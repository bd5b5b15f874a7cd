//! File and object naming conventions
//!
//! Maps between the names the remote services hand out and the object keys
//! and local paths the collector works with.

use chrono::NaiveDateTime;

use crate::error::{Error, Result};
use crate::request::DataSource;

/// Key prefix holding the BlueTopo tile-scheme GeoPackage.
pub const TILE_SCHEME_PREFIX: &str = "BlueTopo/_BlueTopo_Tile_Scheme/";

/// Timestamp format used in list-file names.
pub const LIST_TIMESTAMP_FORMAT: &str = "%m_%d_%Y_%H%M%S";

/// Length of the leading timestamp in a CSB archive name.
const CSB_TIMESTAMP_LEN: usize = 20;

/// Kind of list file written after a collection.
#[derive(Debug, Clone, Copy, PartialEq, Eq)]
pub enum ListKind {
    /// Local file paths.
    FilePaths,
    /// `s3://` URLs.
    S3Urls,
}

impl ListKind {
    fn tag(&self) -> &'static str {
        match self {
            ListKind::FilePaths => "filepaths",
            ListKind::S3Urls => "S3URLpaths",
        }
    }
}

/// Map a CSB archive name to the key of its point-data CSV.
///
/// `20190222113324825195_7cb9a8c2-5d2a-4c91-ac35-13fd2340a589.tar.gz` becomes
/// `csb/csv/2019/02/22/20190222113324825195_7cb9a8c2-5d2a-4c91-ac35-13fd2340a589_pointData.csv`.
pub fn csb_object_key(name: &str) -> Result<String> {
    let stem = name.trim();
    let stem = stem.strip_suffix(".tar.gz").unwrap_or(stem);

    let malformed = |reason: &str| Error::InvalidParameter {
        name: "csb_name",
        value: name.to_string(),
        reason: reason.to_string(),
    };

    let (timestamp, rest) = match (stem.get(..CSB_TIMESTAMP_LEN), stem.get(CSB_TIMESTAMP_LEN..)) {
        (Some(ts), Some(rest)) => (ts, rest),
        _ => return Err(malformed("shorter than its 20-digit timestamp")),
    };
    if !timestamp.bytes().all(|b| b.is_ascii_digit()) {
        return Err(malformed("does not start with a 20-digit timestamp"));
    }
    let id = match rest.strip_prefix('_') {
        Some(id) if !id.is_empty() => id,
        _ => return Err(malformed("missing '_<id>' after the timestamp")),
    };

    Ok(format!(
        "csb/csv/{}/{}/{}/{}_{}_pointData.csv",
        &timestamp[..4],
        &timestamp[4..6],
        &timestamp[6..8],
        timestamp,
        id
    ))
}

/// Last path segment of an object key.
pub fn key_file_name(key: &str) -> &str {
    key.rsplit('/').next().unwrap_or(key)
}

/// The 8-digit date stamp in a BlueTopo file name
/// (`BlueTopo_BH4JJ57V_20240311.tiff` -> `20240311`).
pub fn bluetopo_date_stamp(key: &str) -> Option<&str> {
    let file = key_file_name(key);
    let (_, tail) = file.rsplit_once('_')?;
    let stamp = tail.get(..8)?;
    stamp.bytes().all(|b| b.is_ascii_digit()).then_some(stamp)
}

/// Object prefix of a BlueTopo tile.
pub fn tile_prefix(tile: &str) -> String {
    format!("BlueTopo/{tile}/")
}

/// Tile name from a tile prefix or key (`BlueTopo/BH4JJ57V/...` -> `BH4JJ57V`).
pub fn tile_from_key(key: &str) -> Option<&str> {
    let mut parts = key.split('/');
    match (parts.next(), parts.next()) {
        (Some("BlueTopo"), Some(tile)) if !tile.is_empty() => Some(tile),
        _ => None,
    }
}

/// Directory for platforms whose name cannot be used as a directory name.
pub const UNNAMED_PLATFORM_DIR: &str = "UNNAMED_PLATFORM";

/// Directory name for a CSB platform.
///
/// Trailing whitespace is dropped and path separators removed. Names that
/// would still resolve to the parent or the DCDB directory itself (empty,
/// `.`, `..`) map to [`UNNAMED_PLATFORM_DIR`].
pub fn platform_dir_name(platform: &str) -> String {
    let name: String = platform
        .trim_end()
        .chars()
        .filter(|c| !matches!(c, '/' | '\\'))
        .collect();
    if name.trim().chars().all(|c| c == '.') {
        UNNAMED_PLATFORM_DIR.to_string()
    } else {
        name
    }
}

/// List-file name for a source, kind and time.
pub fn list_file_name(source: DataSource, kind: ListKind, at: NaiveDateTime) -> String {
    format!(
        "{}_{}_{}.txt",
        source.as_str(),
        kind.tag(),
        at.format(LIST_TIMESTAMP_FORMAT)
    )
}
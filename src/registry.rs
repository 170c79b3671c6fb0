//! The default-port registry.

use std::collections::HashMap;
use std::sync::{Mutex, MutexGuard, OnceLock, PoisonError};

/// A mapping from scheme name to default port number.
///
/// A process-wide instance seeded with the well-known repository schemes
/// is available through [`global`](PortRegistry::global); the `*_in`
/// constructors on [`RepoUrl`] accept any other instance, so tests can
/// work against an isolated registry.
///
/// All reads and writes go through a single lock and are safe to issue
/// from any thread.
///
/// [`RepoUrl`]: crate::RepoUrl
///
/// # Examples
///
/// ```
/// use repo_url::{PortRegistry, RepoUrl};
///
/// let registry = PortRegistry::new();
/// registry.register("git", 9418);
///
/// let url = RepoUrl::parse_in("git://example.com/repo.git", &registry)?;
/// assert_eq!(url.port(), 9418);
/// assert!(!url.has_port());
/// # Ok::<_, repo_url::InvalidUrlError>(())
/// ```
#[derive(Debug)]
pub struct PortRegistry {
    ports: Mutex<HashMap<String, i32>>,
}

impl PortRegistry {
    /// Creates a registry pre-seeded with the well-known schemes:
    /// `svn` (3690), `svn+ssh` (22), `http` (80), `https` (443) and
    /// `file` (0).
    #[must_use]
    pub fn new() -> PortRegistry {
        let mut ports = HashMap::new();
        ports.insert("svn".to_owned(), 3690);
        ports.insert("svn+ssh".to_owned(), 22);
        ports.insert("http".to_owned(), 80);
        ports.insert("https".to_owned(), 443);
        ports.insert("file".to_owned(), 0);
        PortRegistry {
            ports: Mutex::new(ports),
        }
    }

    /// Returns the process-wide registry.
    #[must_use]
    pub fn global() -> &'static PortRegistry {
        static GLOBAL: OnceLock<PortRegistry> = OnceLock::new();
        GLOBAL.get_or_init(PortRegistry::new)
    }

    /// Returns the default port for a scheme, or `-1` if the scheme is
    /// unknown or is `file`.
    ///
    /// The scheme is lowercased before lookup. Note that `file` maps to
    /// `0` in the registry itself, yet this method reports `-1` for it;
    /// `file` URLs never take their port from the registry.
    #[must_use]
    pub fn default_port(&self, scheme: &str) -> i32 {
        let scheme = scheme.to_ascii_lowercase();
        if scheme == "file" {
            return -1;
        }
        self.lock().get(&scheme).copied().unwrap_or(-1)
    }

    /// Registers a default port for a scheme, or removes the scheme if
    /// `port` is negative.
    ///
    /// The scheme is stored lowercase, matching the lookup side.
    ///
    /// ```
    /// use repo_url::PortRegistry;
    ///
    /// let registry = PortRegistry::new();
    /// assert_eq!(registry.default_port("svn"), 3690);
    ///
    /// registry.register("svn", -1);
    /// assert_eq!(registry.default_port("svn"), -1);
    ///
    /// registry.register("svn", 3690);
    /// assert_eq!(registry.default_port("svn"), 3690);
    /// ```
    pub fn register(&self, scheme: &str, port: i32) {
        let scheme = scheme.to_ascii_lowercase();
        let mut ports = self.lock();
        if port >= 0 {
            ports.insert(scheme, port);
        } else {
            ports.remove(&scheme);
        }
    }

    /// Whether the scheme has an entry, `file` included.
    pub(crate) fn is_registered(&self, scheme: &str) -> bool {
        self.lock().contains_key(scheme)
    }

    /// The raw registry entry, with no `file` special case.
    pub(crate) fn lookup(&self, scheme: &str) -> Option<i32> {
        self.lock().get(scheme).copied()
    }

    fn lock(&self) -> MutexGuard<'_, HashMap<String, i32>> {
        self.ports.lock().unwrap_or_else(PoisonError::into_inner)
    }
}

impl Default for PortRegistry {
    fn default() -> Self {
        PortRegistry::new()
    }
}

★ ★ ★ ★ ★ ★ ★

Show all lines above containing "insert".

        ports.insert("svn".to_owned(), 3690);
        ports.insert("svn+ssh".to_owned(), 22);
        ports.insert("http".to_owned(), 80);
        ports.insert("https".to_owned(), 443);
        ports.insert("file".to_owned(), 0);
            ports.insert(scheme, port);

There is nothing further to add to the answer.